この物語で最も重要な点は、ペトロである。イエスが水の上を歩かれたのは神の子だからということでけりはつく。しかし、ペトロも歩いた。この物語の痛快な点は、ペトロも歩いたということである。ペトロも歩けるなら、わたしも歩ける。ペトロに可能ならばわたしたちにも可能である。問題は一挙に現実性を帯びてくる。ペトロはイエスと同じように歩いた。あのペトロが歩いた。それならばわたしたちもイエスと同じように歩ける。
3. ペトロの問題
12弟子の中でもペトロはいろいろ問題の多い人間である。「おちょこちょい」といえば確かに「おっちょこちょい」である。勇敢だといえば、確かに勇敢である。臆病者といえば確かに臆病者である。要するに、12弟子の中でのペトロは「典型的な人間」「人間らしい人間」である。言い替えると、わたしたちはみんなペトロである。ペトロが行ったこと、言ったこと全部わたしもしそうだし、言いそうである。だからこそ、イエスはペトロを弟子の代表のように接している。ペトロも自分を弟子の代表のように思っている節がある。

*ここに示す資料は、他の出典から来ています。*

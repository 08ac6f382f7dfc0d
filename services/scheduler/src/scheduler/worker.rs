//! Scheduler background worker.
//!
//! Runs a placement pass on a periodic interval.

use std::collections::BTreeMap;
use std::sync::Arc;
use std::time::Duration;

use sked_id::ObjectKind;
use tokio::sync::watch;
use tokio_util::sync::CancellationToken;
use tracing::{debug, error, info, instrument, warn};

use crate::api_cache::CacheView;
use crate::binder::Binder;
use crate::cache::Cache;
use crate::client::{ApiClient, ApiError};
use crate::framework::CycleState;
use crate::model::ObjectState;

/// Statistics from one placement pass.
#[derive(Debug, Default, Clone, PartialEq, Eq)]
pub struct PassStats {
    pub pending: usize,
    pub bound: usize,
    pub failed: usize,
    pub unschedulable: usize,
}

/// Scheduler worker that places unbound pods.
pub struct SchedulerWorker {
    client: Arc<dyn ApiClient>,
    view: CacheView,
    binder: Binder,
    interval: Duration,
}

impl SchedulerWorker {
    pub fn new(
        client: Arc<dyn ApiClient>,
        view: CacheView,
        binder: Binder,
        interval: Duration,
    ) -> Self {
        Self {
            client,
            view,
            binder,
            interval,
        }
    }

    fn cache(&self) -> &Arc<Cache> {
        self.view.cache()
    }

    /// Run the scheduler worker until shutdown is signaled.
    #[instrument(skip(self, shutdown))]
    pub async fn run(&self, mut shutdown: watch::Receiver<bool>) {
        info!(
            interval_ms = self.interval.as_millis() as u64,
            bind_mode = %self.binder.mode(),
            "Starting scheduler worker"
        );

        // Cancelled on shutdown so a pass blocked on the dispatcher stops.
        let ctx = CancellationToken::new();
        let mut interval = tokio::time::interval(self.interval);

        loop {
            tokio::select! {
                _ = interval.tick() => {
                    if let Err(e) = self.run_pass(&ctx).await {
                        error!(error = %e, "Scheduling pass failed");
                    }
                }
                _ = shutdown.changed() => {
                    if *shutdown.borrow() {
                        ctx.cancel();
                        info!("Scheduler worker shutting down");
                        break;
                    }
                }
            }
        }
    }

    /// Run a single placement pass.
    #[instrument(skip(self, ctx))]
    pub async fn run_pass(&self, ctx: &CancellationToken) -> Result<PassStats, ApiError> {
        let mut stats = PassStats::default();

        self.sync(ObjectKind::Node).await?;
        self.sync(ObjectKind::Pod).await?;

        let nodes: Vec<String> = self
            .view
            .list(ObjectKind::Node)
            .into_iter()
            .map(|node| node.key.name().to_string())
            .collect();

        let pods = self.view.list(ObjectKind::Pod);
        let mut load = pods_per_node(&nodes, &pods);

        for pod in pods.iter().filter(|pod| !pod.is_bound()) {
            stats.pending += 1;

            let Some(node) = least_loaded(&load) else {
                stats.unschedulable += 1;
                continue;
            };

            let cycle = CycleState::new();
            self.cache()
                .assume(pod.clone().with_node(node.clone()), self.cache().ttl());

            match self.binder.bind(ctx, &cycle, pod, &node).await {
                Ok(_) => {
                    stats.bound += 1;
                    *load.entry(node).or_default() += 1;
                }
                Err(e) => {
                    debug!(key = %pod.key, error = %e, "Pod left for the next pass");
                    stats.failed += 1;
                }
            }
        }

        if stats.unschedulable > 0 {
            warn!(
                unschedulable = stats.unschedulable,
                "No nodes available for pending pods"
            );
        }
        if stats.pending > 0 {
            info!(
                pending = stats.pending,
                bound = stats.bound,
                failed = stats.failed,
                assumed = self.cache().assumed_count(),
                "Scheduling pass complete"
            );
        }

        Ok(stats)
    }

    /// Refresh confirmed state for `kind` from the remote API.
    async fn sync(&self, kind: ObjectKind) -> Result<(), ApiError> {
        let remote = self.client.list(kind).await?;

        let known = self.cache().list(kind, false);
        for stale in known
            .iter()
            .filter(|k| remote.binary_search_by(|r| r.key.cmp(&k.key)).is_err())
        {
            self.cache().observe_deleted(&stale.key);
        }

        for object in remote {
            self.cache().observe(object);
        }
        Ok(())
    }
}

/// Pods per node, counting assumed placements. Every node appears.
fn pods_per_node(nodes: &[String], pods: &[ObjectState]) -> BTreeMap<String, usize> {
    let mut load: BTreeMap<String, usize> = nodes.iter().map(|n| (n.clone(), 0)).collect();
    for node in pods.iter().filter_map(|pod| pod.node_name.as_ref()) {
        if let Some(count) = load.get_mut(node) {
            *count += 1;
        }
    }
    load
}

/// Node with the fewest pods; ties go to the first by name.
fn least_loaded(load: &BTreeMap<String, usize>) -> Option<String> {
    load.iter()
        .min_by_key(|(_, count)| **count)
        .map(|(node, _)| node.clone())
}

#[cfg(test)]
mod tests {
    use sked_id::ObjectKey;

    use super::*;

    fn pod(name: &str, node: Option<&str>) -> ObjectState {
        let pod = ObjectState::new(ObjectKey::pod("ns", name), name);
        match node {
            Some(node) => pod.with_node(node),
            None => pod,
        }
    }

    #[test]
    fn test_pods_per_node_ignores_unknown_nodes() {
        let nodes = vec!["a".to_string(), "b".to_string()];
        let pods = [pod("p1", Some("a")), pod("p2", Some("gone")), pod("p3", None)];
        let load = pods_per_node(&nodes, &pods);
        assert_eq!(load.get("a"), Some(&1));
        assert_eq!(load.get("b"), Some(&0));
        assert_eq!(load.len(), 2);
    }

    #[test]
    fn test_least_loaded_breaks_ties_by_name() {
        let load = BTreeMap::from([
            ("b".to_string(), 1),
            ("c".to_string(), 0),
            ("a".to_string(), 0),
        ]);
        assert_eq!(least_loaded(&load).as_deref(), Some("a"));
        assert_eq!(least_loaded(&BTreeMap::new()), None);
    }
}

ペトロの生涯での最大の汚点は、イエスが十字架刑に処せられるとき、イエスの弟子であることを否定し、逃げ出したことである。ペトロは3年間イエスに従って生活したにも関わらず、いざという時イエスと共に死ぬことができなかった。実は、これは、勇気とか忠誠心とかいうよりも愛の問題であった。イエスの死とは、「隣人のために命を捨てる愛」を意味している。従って、教会は伝統的にイエスと共に死ねなかったペトロの行為を愛の問題として理解してきた。だから、復活後のイエスが執拗にペトロを問い詰めた問題は「ヨハネの子シモン、わたしを愛するか」ということであった(ヨハネ21:15~17)。この問いに対して、ペトロは単純に「ハイ、愛しています」とは答えられず、「主よ、あなたは何もかもご存じです。わたしがあなたを愛していることを、あなたはよくご存じです」(17節)としか答えられなかった。
4. 愛の問題
イエスは人々を愛された。これはいわば周知の事実である。イエスは人々に互いに愛し合うように教えられた。教えられたというより、命じられた。ここにイエスとわたしたちとの接点がある。イエスの身近にあり、共に生活し、共に旅をした弟子たち、特にペトロはその点を最もよく知っていた。イエスから「隣人を愛せよ」と命令されたとき、もちろんそうしようとした。そうできると思った。そんなに難しいこととは思わなかったに違いない。しかし、愛とはそんなに簡単なことではない。愛は究極においてその人のために死ねるかというところまで含まれている。イエスが「友のために死ぬ」という、「同胞のために死ぬ」というところまで進んだとき、ペトロは逃げ出した。つまり、自分には「イエスのようには愛せない」という告白である。キリスト教のつまずきは、わたしたちがイエスのように愛し、生きれると思っていることと、それは不可能であるということとの間にある。前者においては現実的な挫折がない。後者においては現実的な絶望のみが支配している。信仰は不可能を可能にする恵である。奇跡物語がつまづきなのではない。愛がつまづきなのである。キリスト者は信仰を語ることによって愛の不可能をあまりにも簡単に言い過ぎる。愛を信仰にすり替えている。
この奇跡物語はペトロがイエスのように歩けたということを語る。つまり、あのペトロがイエスのように愛せた。もっと言うと、使徒ペトロはイエスのように死ねた。不可能が可能になった。奇跡が起こった。キリスト教信仰はこの面をもっと語るべきであるし、それはわたしたちの現実的な課題でもある。